En refusant de répondre aux revendications des grévistes, le gouvernement, bien qu’il ait essayé de jouer la carte syndicale, n’a pu faire rentrer les ouvriers au travail qu’en déclenchant une répression encore plus sauvage.
Ce qui a caractérisé ce mouvement, comme celui de Dubaï, c’est l’extrême combativité des ouvriers, leur volonté de s’unir le plus largement et le plus massivement possible, contre la répression et l’exploitation, et leur détermination à refuser l’esclavage barbare du capitalisme.
Ces combats, malgré leurs limites dues au manque d’expérience du prolétariat dans les pays périphériques, en annoncent d’autres car, face à l’aggravation de la crise économique mondiale la bourgeoisie ne peut que continuer à sur-exploiter les ouvriers de ces pays et à les enfoncer dans une misère toujours plus grande. C’est justement face cette perspective de développement des luttes ouvrières dans cette région du monde comme dans tous les pays que, au Bangladesh, le gouvernement et les patrons, qui interdisent ordinairement la présence des syndicats quels qu’ils soient dans les entreprises du textile, les ont appelé à la rescousse pour "organiser", c’est-à-dire étouffer, le mouvement.. C’est la même politique que la classe dominante a mise en place à Dubaï, où même un gouvernement aussi réactionnaire que celui des Emirats Arabes Unis a dû proposer un projet de loi pour autoriser la formation de syndicats dans les entreprises afin qu’ils puissent servir de contre-feu dans les inévitables combats de classe à venir.

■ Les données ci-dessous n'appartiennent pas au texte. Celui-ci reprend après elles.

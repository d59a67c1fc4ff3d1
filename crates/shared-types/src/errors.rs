//! # Error Types
//!
//! Errors delivered through bus replies.

use crate::security::MeltdownReason;
use serde::{Deserialize, Serialize};
use serde_json::Value;
use thiserror::Error;

/// Value delivered to a reply callback.
pub type BusResult = Result<Value, BusError>;

/// Errors that travel back to a caller through its reply.
#[derive(Debug, Clone, Error, PartialEq, Eq, Serialize, Deserialize)]
pub enum BusError {
    /// The caller's breaker tripped on this call (or earlier).
    #[error("module {module} is in meltdown: {reason}")]
    Meltdown {
        module: String,
        reason: MeltdownReason,
    },

    /// The kernel dropped the call without forwarding it.
    #[error("call dropped by the kernel")]
    Dropped,

    /// The body did not decode into the expected request.
    #[error("malformed body: {0}")]
    MalformedBody(String),

    /// The listener refused the caller's claims.
    #[error("forbidden: {0}")]
    Forbidden(String),

    /// The requested record does not exist.
    #[error("not found: {0}")]
    NotFound(String),

    /// The record already exists.
    #[error("conflict: {0}")]
    Conflict(String),

    /// The listener failed while handling the call.
    #[error("handler failed: {0}")]
    Handler(String),

    /// The reply was dropped without ever being invoked.
    #[error("reply dropped without a response")]
    ReplyDropped,
}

La répression féroce et tragique des luttes ouvrières dans les pays de la périphérie du capitalisme constituent un appel à la responsabilité des bataillons les plus concentrés et expérimentés du prolétariat mondial, ceux des pays centraux d’Europe occidentale. Les prolétaires de ces pays doivent partout manifester leur solidarité envers leurs frères de classe sauvagement matraqués par la soldatesque de l’Etat capitaliste. Et cette solidarité, ils ne pourront la faire vivre qu’en développant massivement leurs luttes contre les attaques incessantes qu’ils subissent aussi de la part de "leur propre" bourgeoisie nationale et son Etat "démocratique". Ils ne doivent jamais oublier que cet Etat "démocratique" occidental et "civilisé" n’a pas hésité à envoyer ses propres flics, ses CRS et ses gardes mobiles, contre les enfants de la classe ouvrière qui se sont mobilisées en France, à la même période, contre le chômage et la précarité. Le développement massif de cette solidarité de classe dans les pays les plus industrialisés est la seule force qui puisse ouvrir une perspective d’avenir pour toute la classe ouvrière mondiale. Et cette perspective en vue du renversement du capitalisme ne pourra s’affirmer clairement que lorsque la classe ouvrière des pays "démocratiques" sera capable de briser les remparts du capital que sont les appareils syndicaux et leurs appendices gauchistes.
Mulan (30 juin)
1 Voir l’article de notre section en Inde, Communist Internationalist (en anglais).